Airbus is expecting the first A350-1000 to enter the final assembly line in February, with first flight set to take place by the end of this year.
The aircraft is at the pre-final assembly stage and chief operating officer Tom Williams says its development is progressing relatively smoothly.
“It’s coming together really well, probably better than the -900,” he told Flightglobal during a briefing in Paris on 12 January.
Williams says the work on the -1000 has benefited substantially from the design experience of the -900, although he points out that the larger aircraft has encountered “a few hiccups”.
These include snags in the wing development as a result of the supply chain. While Williams declines to elaborate, he stresses that the issue was not design-related but largely centred on provision of brackets and similar components.
“We seem to have worked through [these problems],” he says.

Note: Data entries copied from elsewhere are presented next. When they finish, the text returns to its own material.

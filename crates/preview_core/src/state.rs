use std::collections::HashSet;

use crate::bookmarks::{normalize_url_for_dedupe, Bookmark};
use crate::view_model::{AppViewModel, BookmarkRowView};

/// Index of a row in load order.
pub type RowId = usize;

#[derive(Debug, Clone, Copy, PartialEq, Eq, Default)]
pub enum SessionState {
    #[default]
    Idle,
    Running,
    Cancelling,
    Finished,
}

#[derive(Debug, Clone, Copy, PartialEq, Eq)]
pub enum RowStage {
    Pending,
    Queued,
    Fetching,
    Retrying,
    Rendering,
    Extracting,
    Thumbnailing,
    Done,
}

impl RowStage {
    pub fn label(self) -> &'static str {
        match self {
            RowStage::Pending => "pending",
            RowStage::Queued => "queued",
            RowStage::Fetching => "fetching",
            RowStage::Retrying => "retrying",
            RowStage::Rendering => "rendering",
            RowStage::Extracting => "extracting",
            RowStage::Thumbnailing => "thumbnailing",
            RowStage::Done => "done",
        }
    }
}

#[derive(Debug, Clone, PartialEq, Eq)]
pub enum RowOutcome {
    Ok,
    /// Something usable was produced; `reason` names what went wrong.
    Partial { reason: String },
    Failed { reason: String },
}

/// Encoded thumbnail ready for display.
#[derive(Debug, Clone, PartialEq, Eq)]
pub struct PreviewImage {
    pub width: u32,
    pub height: u32,
    pub jpeg: Vec<u8>,
    pub placeholder: bool,
}

/// Final state of one URL, as reported by the engine.
#[derive(Debug, Clone, PartialEq, Eq)]
pub struct PreviewUpdate {
    pub url: String,
    pub title: Option<String>,
    pub description: Option<String>,
    pub outcome: RowOutcome,
    pub thumbnail: Option<PreviewImage>,
}

#[derive(Debug, Clone, PartialEq, Eq)]
struct Row {
    bookmark: Bookmark,
    key: String,
    stage: RowStage,
    preview: Option<PreviewUpdate>,
}

#[derive(Debug, Clone, PartialEq, Eq, Default)]
pub struct AppState {
    session: SessionState,
    rows: Vec<Row>,
}

impl AppState {
    pub fn new() -> Self {
        Self::default()
    }

    pub fn session(&self) -> SessionState {
        self.session
    }

    pub fn row_count(&self) -> usize {
        self.rows.len()
    }

    pub fn view(&self) -> AppViewModel {
        let rows: Vec<BookmarkRowView> = self
            .rows
            .iter()
            .enumerate()
            .map(|(id, row)| {
                BookmarkRowView::new(id, &row.bookmark, row.stage, row.preview.as_ref())
            })
            .collect();
        let resolved = rows.iter().filter(|row| row.outcome.is_some()).count();
        let failed = rows
            .iter()
            .filter(|row| matches!(row.outcome, Some(RowOutcome::Failed { .. })))
            .count();
        AppViewModel {
            session: self.session,
            total: rows.len(),
            resolved,
            failed,
            rows,
        }
    }

    /// Replaces the rows and returns the unique URLs to enrich in load order.
    pub(crate) fn load(&mut self, bookmarks: Vec<Bookmark>) -> Vec<String> {
        let mut seen = HashSet::new();
        let mut urls = Vec::new();
        self.rows = bookmarks
            .into_iter()
            .map(|bookmark| {
                let key = row_key(&bookmark.url);
                if seen.insert(key.clone()) {
                    urls.push(bookmark.url.clone());
                }
                Row {
                    bookmark,
                    key,
                    stage: RowStage::Pending,
                    preview: None,
                }
            })
            .collect();
        urls
    }

    pub(crate) fn apply_progress(&mut self, url: &str, stage: RowStage) {
        let key = row_key(url);
        for row in self.rows.iter_mut().filter(|row| row.key == key) {
            if row.preview.is_none() {
                row.stage = stage;
            }
        }
    }

    pub(crate) fn apply_result(&mut self, update: PreviewUpdate) {
        let key = row_key(&update.url);
        for row in self.rows.iter_mut().filter(|row| row.key == key) {
            row.stage = RowStage::Done;
            row.preview = Some(update.clone());
        }
    }

    pub(crate) fn all_resolved(&self) -> bool {
        self.rows.iter().all(|row| row.preview.is_some())
    }

    pub(crate) fn set_session(&mut self, session: SessionState) {
        self.session = session;
    }
}

fn row_key(url: &str) -> String {
    normalize_url_for_dedupe(url).unwrap_or_else(|| url.trim().to_string())
}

Airbus chief executive Fabrice Bregier says the airframer is aiming to have the initial aircraft – powered by Rolls-Royce Trent XWB-97 engines – in final assembly during February.

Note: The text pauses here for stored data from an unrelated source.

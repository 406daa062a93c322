/// Side effects requested by [`crate::update`]; the front end performs them.
#[derive(Debug, Clone, PartialEq, Eq)]
pub enum Effect {
    /// Enrich these URLs, in this order. Each URL appears once.
    Enrich { urls: Vec<String> },
    /// Cancel the running batch.
    Cancel,
}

He adds that the first flight of the aircraft will be conducted in the fourth quarter.
Airbus had secured orders for 181 A350-1000s by the end of last year.

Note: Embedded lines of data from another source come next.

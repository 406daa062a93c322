use crate::{AppState, Effect, Msg, SessionState};

pub fn update(mut state: AppState, msg: Msg) -> (AppState, Vec<Effect>) {
    let mut effects = Vec::new();

    match msg {
        Msg::BookmarksLoaded(bookmarks) => {
            // A batch in flight keeps its rows until it finishes.
            if matches!(
                state.session(),
                SessionState::Running | SessionState::Cancelling
            ) {
                return (state, effects);
            }
            let urls = state.load(bookmarks);
            if urls.is_empty() {
                state.set_session(SessionState::Finished);
            } else {
                state.set_session(SessionState::Running);
                effects.push(Effect::Enrich { urls });
            }
        }
        Msg::Progress { url, stage } => {
            state.apply_progress(&url, stage);
        }
        Msg::ResultReady(preview) => {
            state.apply_result(preview);
            if state.all_resolved() {
                state.set_session(SessionState::Finished);
            }
        }
        Msg::CancelClicked => {
            if state.session() == SessionState::Running {
                state.set_session(SessionState::Cancelling);
                effects.push(Effect::Cancel);
            }
        }
    }

    (state, effects)
}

While the airframer has been looking at the potential for a larger version of the -1000, chief operating officer for customers John Leahy says the case has yet to become clear – even though Boeing’s 777-9 will have some 35 more seats than the -1000.
“The jury is still out as to whether the market is asking for more seats in this category, which is why we haven’t rushed into the marketplace just yet with [an A350] stretch beyond where we are today,” he says.
Leahy says the -1000 has “economics that work very, very well”, adding that the type will be an “unbeatable airplane”.